[Opening Dataset records section]

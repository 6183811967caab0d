//! End-to-end control loop scenarios against mock hardware.
//!
//! Each test boots a [`ControlService`] the way `main` does and walks
//! it through a watering scenario tick by tick, asserting on the
//! externally visible behavior only: pump commands, emitted events and
//! wire-format telemetry.

use std::sync::Arc;

use plantwater::app::service::ControlService;
use plantwater::config::IrrigationConfig;
use plantwater::fsm::PlantState;
use plantwater::fsm::context::SEC_IN_MICROS;
use plantwater::protocol::{self, Reply};
use plantwater::store::ConfigStore;

use crate::mock_hw::{BenchRig, EventLog, MemoryConfig};

const S: u64 = SEC_IN_MICROS;

/// One-second periods so a whole watering cycle fits in a few
/// microsecond hops.
fn fast_config() -> IrrigationConfig {
    IrrigationConfig {
        polling_period_s: 1,
        pump_on_period_s: 1,
        pump_off_period_s: 1,
        wet_hold_period_s: 1,
        dry_hold_period_s: 1,
        ..IrrigationConfig::default()
    }
}

fn boot_service(config: IrrigationConfig) -> (ControlService, Arc<ConfigStore>) {
    let store = Arc::new(ConfigStore::new(config));
    let service = ControlService::new(Arc::clone(&store), || 123_456);
    (service, store)
}

// ── Boot ──────────────────────────────────────────────────────

#[test]
fn the_controller_boots_into_drying_with_the_pump_parked() {
    let (mut svc, _store) = boot_service(IrrigationConfig::default());
    let mut rig = BenchRig::new();
    let mut log = EventLog::new();

    svc.tick(0, &mut rig, &mut log);

    assert_eq!(svc.state(), PlantState::Drying);
    assert!(!rig.pump);
    assert!(!rig.pump_ever_ran());
    // Baseline poll: nine conversions per analog channel.
    assert_eq!(rig.samples_taken, 18);
    assert!(matches!(
        log.events[0],
        plantwater::app::events::AppEvent::Started(PlantState::Drying)
    ));
    assert_eq!(log.telemetry_count(), 1);
    assert!(log.transitions().is_empty());
}

// ── Full watering cycle ───────────────────────────────────────

#[test]
fn a_dry_plant_gets_watered_until_the_soil_reads_wet() {
    let (mut svc, _store) = boot_service(fast_config());
    let mut rig = BenchRig::new();
    let mut log = EventLog::new();

    // Powered up over already-dry soil: the baseline poll sends the
    // machine straight into the confirmation dwell.
    rig.moisture = 2000;
    svc.tick(0, &mut rig, &mut log);
    assert_eq!(svc.state(), PlantState::DryHold);

    // Dwell expires with the soil still dry; soak delay begins.
    svc.tick(S + 100_000, &mut rig, &mut log);
    assert_eq!(svc.state(), PlantState::PumpDelay);
    assert!(!rig.pump);

    // Soak delay expires; the burst energizes the pump.
    svc.tick(2 * S + 300_000, &mut rig, &mut log);
    assert_eq!(svc.state(), PlantState::PumpOn);
    assert!(rig.pump);

    // Burst times out; pump parks for the next soak.
    svc.tick(3 * S + 500_000, &mut rig, &mut log);
    assert_eq!(svc.state(), PlantState::PumpDelay);
    assert!(!rig.pump);

    // The water reaches the probe: saturation ends the cycle.
    rig.moisture = 2500;
    svc.tick(4 * S + 700_000, &mut rig, &mut log);
    assert_eq!(svc.state(), PlantState::WetHold);
    assert!(!rig.pump);

    // Hold expires with moisture still high; back to monitoring.
    svc.tick(6 * S, &mut rig, &mut log);
    assert_eq!(svc.state(), PlantState::Drying);
    assert!(!rig.pump);

    assert!(rig.pump_ever_ran());
    assert_eq!(
        log.transitions(),
        vec![
            (PlantState::Drying, PlantState::DryHold),
            (PlantState::DryHold, PlantState::PumpDelay),
            (PlantState::PumpDelay, PlantState::PumpOn),
            (PlantState::PumpOn, PlantState::PumpDelay),
            (PlantState::PumpDelay, PlantState::WetHold),
            (PlantState::WetHold, PlantState::Drying),
        ]
    );
}

#[test]
fn hand_watering_during_the_soak_delay_skips_the_burst() {
    let (mut svc, _store) = boot_service(fast_config());
    let mut rig = BenchRig::new();
    let mut log = EventLog::new();

    rig.moisture = 2000;
    svc.tick(0, &mut rig, &mut log);
    svc.tick(S + 100_000, &mut rig, &mut log);
    assert_eq!(svc.state(), PlantState::PumpDelay);

    // Someone waters the pot by hand during the soak delay.  The
    // saturation guard runs before the soak timer, so the machine
    // goes to the hold without ever pumping.
    rig.moisture = 2500;
    svc.tick(2 * S + 300_000, &mut rig, &mut log);
    assert_eq!(svc.state(), PlantState::WetHold);
    assert!(!rig.pump_ever_ran());
}

#[test]
fn soil_sagging_during_wet_hold_queues_another_burst() {
    let (mut svc, _store) = boot_service(fast_config());
    let mut rig = BenchRig::new();
    let mut log = EventLog::new();

    rig.moisture = 2000;
    svc.tick(0, &mut rig, &mut log);
    svc.tick(S + 100_000, &mut rig, &mut log);
    rig.moisture = 2500;
    svc.tick(2 * S + 300_000, &mut rig, &mut log);
    assert_eq!(svc.state(), PlantState::WetHold);

    // Surface water drains off and the reading falls back under the
    // watered threshold: the soak was shallow, keep watering.
    rig.moisture = 2400;
    svc.tick(3 * S + 500_000, &mut rig, &mut log);
    assert_eq!(svc.state(), PlantState::PumpDelay);

    svc.tick(4 * S + 700_000, &mut rig, &mut log);
    assert_eq!(svc.state(), PlantState::PumpOn);
    assert!(rig.pump);
}

// ── Telemetry wire format ─────────────────────────────────────

#[test]
fn telemetry_matches_the_wire_contract() {
    let (mut svc, _store) = boot_service(IrrigationConfig::default());
    let mut rig = BenchRig::new();
    let mut log = EventLog::new();

    svc.tick(0, &mut rig, &mut log);

    let snapshot = log.last_telemetry().unwrap();
    let value: serde_json::Value = serde_json::from_str(&snapshot.to_json()).unwrap();

    let object = value.as_object().unwrap();
    assert_eq!(object.len(), 6);

    // Moisture 2400 raw is 88.6% of the 720→2616 calibration span.
    assert!((value["test"].as_f64().unwrap() - 88.6076).abs() < 1e-3);
    assert!((value["temperature"].as_f64().unwrap() - 21.5).abs() < 1e-3);
    assert!((value["humidity"].as_f64().unwrap() - 48.0).abs() < 1e-3);
    assert_eq!(value["water_available"].as_u64(), Some(3000));
    assert_eq!(value["state"].as_u64(), Some(0));
    assert_eq!(value["sum_heap_free"].as_u64(), Some(123_456));
}

// ── Remote configuration ──────────────────────────────────────

#[test]
fn a_remote_update_changes_watering_behavior_end_to_end() {
    let (mut svc, store) = boot_service(fast_config());
    let nvs = MemoryConfig::empty();
    let mut rig = BenchRig::new();
    let mut log = EventLog::new();

    // Moisture 2400 sits above the default low threshold: monitoring.
    svc.tick(0, &mut rig, &mut log);
    svc.tick(S + 100_000, &mut rig, &mut log);
    assert_eq!(svc.state(), PlantState::Drying);

    // An operator raises the thresholds over MQTT; 2400 raw is now a
    // dry reading.
    let update = serde_json::json!({
        "config": {
            "low_moisture": 0.90,
            "watered_moisture": 0.95,
            "high_moisture": 0.96,
            "polling_period_s": 1,
            "pump_on_period_s": 1,
            "pump_off_period_s": 1,
            "wet_hold_period_s": 1,
            "dry_hold_period_s": 1,
        }
    })
    .to_string();
    let reply = protocol::handle_payload(&update, &store, &nvs);
    assert_eq!(reply, Reply::Accepted);
    assert_eq!(nvs.saves.get(), 1);

    // The running service picks the new config up on its next tick.
    svc.tick(2 * S + 300_000, &mut rig, &mut log);
    assert_eq!(svc.state(), PlantState::DryHold);
    assert_eq!(
        log.transitions(),
        vec![(PlantState::Drying, PlantState::DryHold)]
    );

    // And a query reports the raised threshold.
    let Reply::Query(body) = protocol::handle_payload("query", &store, &nvs) else {
        panic!("expected a query reply");
    };
    assert!(body.contains("\"low_moisture\":0.90"), "{body}");
}

// ── Reservoir interlock ───────────────────────────────────────

#[test]
fn an_empty_reservoir_vetoes_the_burst_until_refilled() {
    // Burst longer than the polling period, so the refill lands while
    // the machine is still in PUMP_ON.
    let (mut svc, _store) = boot_service(IrrigationConfig {
        pump_on_period_s: 30,
        ..fast_config()
    });
    let mut rig = BenchRig::new();
    rig.level = 1500;
    let mut log = EventLog::new();

    rig.moisture = 2000;
    svc.tick(0, &mut rig, &mut log);
    svc.tick(S + 100_000, &mut rig, &mut log);
    svc.tick(2 * S + 300_000, &mut rig, &mut log);
    assert_eq!(svc.state(), PlantState::PumpOn);
    assert!(!rig.pump, "interlock must keep the pump off");
    assert_eq!(log.suppressions(), 1);

    // The event carries the offending reading.
    let suppressed = log
        .events
        .iter()
        .find_map(|e| match e {
            plantwater::app::events::AppEvent::PumpSuppressed {
                level_median,
                enabled,
            } => Some((*level_median, *enabled)),
            _ => None,
        })
        .unwrap();
    assert_eq!(suppressed, (1500, true));

    // Repeated ticks in the same episode stay quiet.
    svc.tick(2 * S + 400_000, &mut rig, &mut log);
    svc.tick(2 * S + 500_000, &mut rig, &mut log);
    assert_eq!(log.suppressions(), 1);

    // Refill: the next poll sees the level and the burst resumes.
    rig.level = 3000;
    svc.tick(3 * S + 500_000, &mut rig, &mut log);
    assert_eq!(svc.state(), PlantState::PumpOn);
    assert!(rig.pump);
    assert_eq!(log.suppressions(), 1);
}
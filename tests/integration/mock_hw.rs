//! Mock hardware and storage for integration tests.
//!
//! `BenchRig` plays the soil, the reservoir and the pump relay at once;
//! tests steer it by assigning the public fields between ticks.

use std::cell::{Cell, RefCell};

use plantwater::app::events::{AppEvent, TelemetrySnapshot};
use plantwater::app::ports::{
    ActuatorPort, ClimatePort, ConfigPort, EventSink, SampleChannel, SamplePort, StorageError,
};
use plantwater::config::IrrigationConfig;
use plantwater::fsm::PlantState;

// ── BenchRig ──────────────────────────────────────────────────

pub struct BenchRig {
    pub moisture: u16,
    pub level: u16,
    pub temperature_c: f32,
    pub humidity_pct: f32,
    /// Last commanded pump state.
    pub pump: bool,
    /// Every `set_pump` call in order.
    pub pump_history: Vec<bool>,
    pub samples_taken: usize,
}

#[allow(dead_code)]
impl BenchRig {
    /// Moist soil, full reservoir, mild room.
    pub fn new() -> Self {
        Self {
            moisture: 2400,
            level: 3000,
            temperature_c: 21.5,
            humidity_pct: 48.0,
            pump: false,
            pump_history: Vec::new(),
            samples_taken: 0,
        }
    }

    pub fn pump_ever_ran(&self) -> bool {
        self.pump_history.iter().any(|&on| on)
    }
}

impl Default for BenchRig {
    fn default() -> Self {
        Self::new()
    }
}

impl SamplePort for BenchRig {
    fn sample(&mut self, channel: SampleChannel) -> u16 {
        self.samples_taken += 1;
        match channel {
            SampleChannel::Moisture => self.moisture,
            SampleChannel::Level => self.level,
        }
    }
}

impl ClimatePort for BenchRig {
    fn read_climate(&mut self) -> (f32, f32) {
        (self.temperature_c, self.humidity_pct)
    }
}

impl ActuatorPort for BenchRig {
    fn set_pump(&mut self, on: bool) {
        self.pump = on;
        self.pump_history.push(on);
    }
}

// ── MemoryConfig ──────────────────────────────────────────────

/// In-memory stand-in for the NVS config record.
pub struct MemoryConfig {
    record: RefCell<Option<IrrigationConfig>>,
    pub fail_load: Cell<bool>,
    pub fail_save: Cell<bool>,
    pub saves: Cell<usize>,
}

#[allow(dead_code)]
impl MemoryConfig {
    pub fn empty() -> Self {
        Self {
            record: RefCell::new(None),
            fail_load: Cell::new(false),
            fail_save: Cell::new(false),
            saves: Cell::new(0),
        }
    }

    pub fn seeded(config: IrrigationConfig) -> Self {
        let port = Self::empty();
        port.record.replace(Some(config));
        port
    }

    pub fn stored(&self) -> Option<IrrigationConfig> {
        *self.record.borrow()
    }
}

impl ConfigPort for MemoryConfig {
    fn load(&self) -> Result<IrrigationConfig, StorageError> {
        if self.fail_load.get() {
            return Err(StorageError::Corrupted);
        }
        self.record.borrow().ok_or(StorageError::NotFound)
    }

    fn save(&self, config: &IrrigationConfig) -> Result<(), StorageError> {
        if self.fail_save.get() {
            return Err(StorageError::WriteFailed);
        }
        self.record.replace(Some(*config));
        self.saves.set(self.saves.get() + 1);
        Ok(())
    }
}

// ── EventLog ──────────────────────────────────────────────────

#[derive(Default)]
pub struct EventLog {
    pub events: Vec<AppEvent>,
}

#[allow(dead_code)]
impl EventLog {
    pub fn new() -> Self {
        Self::default()
    }

    pub fn telemetry_count(&self) -> usize {
        self.events
            .iter()
            .filter(|e| matches!(e, AppEvent::Telemetry(_)))
            .count()
    }

    pub fn last_telemetry(&self) -> Option<TelemetrySnapshot> {
        self.events.iter().rev().find_map(|e| match e {
            AppEvent::Telemetry(t) => Some(*t),
            _ => None,
        })
    }

    pub fn transitions(&self) -> Vec<(PlantState, PlantState)> {
        self.events
            .iter()
            .filter_map(|e| match e {
                AppEvent::StateChanged { from, to } => Some((*from, *to)),
                _ => None,
            })
            .collect()
    }

    pub fn suppressions(&self) -> usize {
        self.events
            .iter()
            .filter(|e| matches!(e, AppEvent::PumpSuppressed { .. }))
            .count()
    }
}

impl EventSink for EventLog {
    fn emit(&mut self, event: &AppEvent) {
        self.events.push(*event);
    }
}
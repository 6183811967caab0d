//! Outbound application events.
//!
//! The [`ControlService`](super::service::ControlService) emits these
//! through the [`EventSink`](super::ports::EventSink) port.  Adapters on
//! the other side decide what to do with them — log to serial, publish
//! on the telemetry topic, record in a test harness.

use serde::Serialize;

use crate::config::ratio_from_raw;
use crate::fsm::PlantState;
use crate::fsm::context::SensorReading;

/// Structured events emitted by the application core.
#[derive(Debug, Clone, Copy)]
pub enum AppEvent {
    /// Periodic telemetry snapshot, one per completed poll cycle.
    Telemetry(TelemetrySnapshot),

    /// The watering state machine transitioned between states.
    StateChanged { from: PlantState, to: PlantState },

    /// The machine commanded the pump but the interlock vetoed it.
    PumpSuppressed { level_median: u16, enabled: bool },

    /// The control service has started (carries initial state).
    Started(PlantState),
}

/// A point-in-time telemetry snapshot suitable for logging or
/// transmission.
///
/// Field names are the wire format of the telemetry topic; dashboards
/// key on them.
#[derive(Debug, Clone, Copy, Serialize)]
pub struct TelemetrySnapshot {
    /// Moisture as a percentage of the dry→wet calibration span.
    #[serde(rename = "test")]
    pub moisture_pct: f32,
    pub temperature: f32,
    pub humidity: f32,
    /// Median raw water level reading, unconverted.
    pub water_available: u16,
    /// State ordinal, stable across releases.
    pub state: u8,
    pub sum_heap_free: u32,
}

impl TelemetrySnapshot {
    pub fn new(reading: &SensorReading, state: PlantState, heap_free: u32) -> Self {
        Self {
            moisture_pct: ratio_from_raw(reading.moisture_median) * 100.0,
            temperature: reading.temperature_c,
            humidity: reading.humidity_pct,
            water_available: reading.level_median,
            state: state as u8,
            sum_heap_free: heap_free,
        }
    }

    /// Wire JSON for the telemetry topic.
    pub fn to_json(&self) -> String {
        // A flat struct of finite numbers cannot fail to serialize.
        serde_json::to_string(self).unwrap_or_default()
    }
}
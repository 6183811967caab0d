//! ESP32 time adapter.
//!
//! Provides the monotonic time base for the control loop.
//!
//! - **`target_os = "espidf"`** — wraps `esp_timer_get_time()` from the
//!   ESP-IDF high-resolution timer (microsecond precision, monotonic).
//! - **`not(target_os = "espidf")`** — uses `std::time::Instant` for
//!   host-side testing and simulation.

/// Time adapter for the ESP32 platform.
pub struct Esp32TimeAdapter {
    #[cfg(not(target_os = "espidf"))]
    start: std::time::Instant,
}

impl Default for Esp32TimeAdapter {
    fn default() -> Self {
        Self::new()
    }
}

impl Esp32TimeAdapter {
    pub fn new() -> Self {
        Self {
            #[cfg(not(target_os = "espidf"))]
            start: std::time::Instant::now(),
        }
    }

    /// Microseconds since boot (monotonic, wraps at `u64::MAX`).
    #[cfg(target_os = "espidf")]
    pub fn uptime_us(&self) -> u64 {
        (unsafe { esp_idf_svc::sys::esp_timer_get_time() }) as u64
    }

    /// Microseconds since boot (monotonic, wraps at `u64::MAX`).
    #[cfg(not(target_os = "espidf"))]
    pub fn uptime_us(&self) -> u64 {
        self.start.elapsed().as_micros() as u64
    }

    /// Seconds since boot (monotonic).
    pub fn uptime_secs(&self) -> u64 {
        self.uptime_us() / 1_000_000
    }
}
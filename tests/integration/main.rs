//! Integration test driver for `tests/integration/` submodule.
//!
//! Each `mod` below maps to a file that exercises a subsystem through
//! the crate's public API against mock adapters. All tests run on the
//! host (x86_64) with no real hardware required.

mod mock_hw;

mod control_loop_tests;
mod protocol_tests;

[Closing Dataset records section]

Which lines of the records contain "derive"? Show each of them.

#[derive(Default)]
#[derive(Debug, Clone, Copy)]
#[derive(Debug, Clone, Copy, Serialize)]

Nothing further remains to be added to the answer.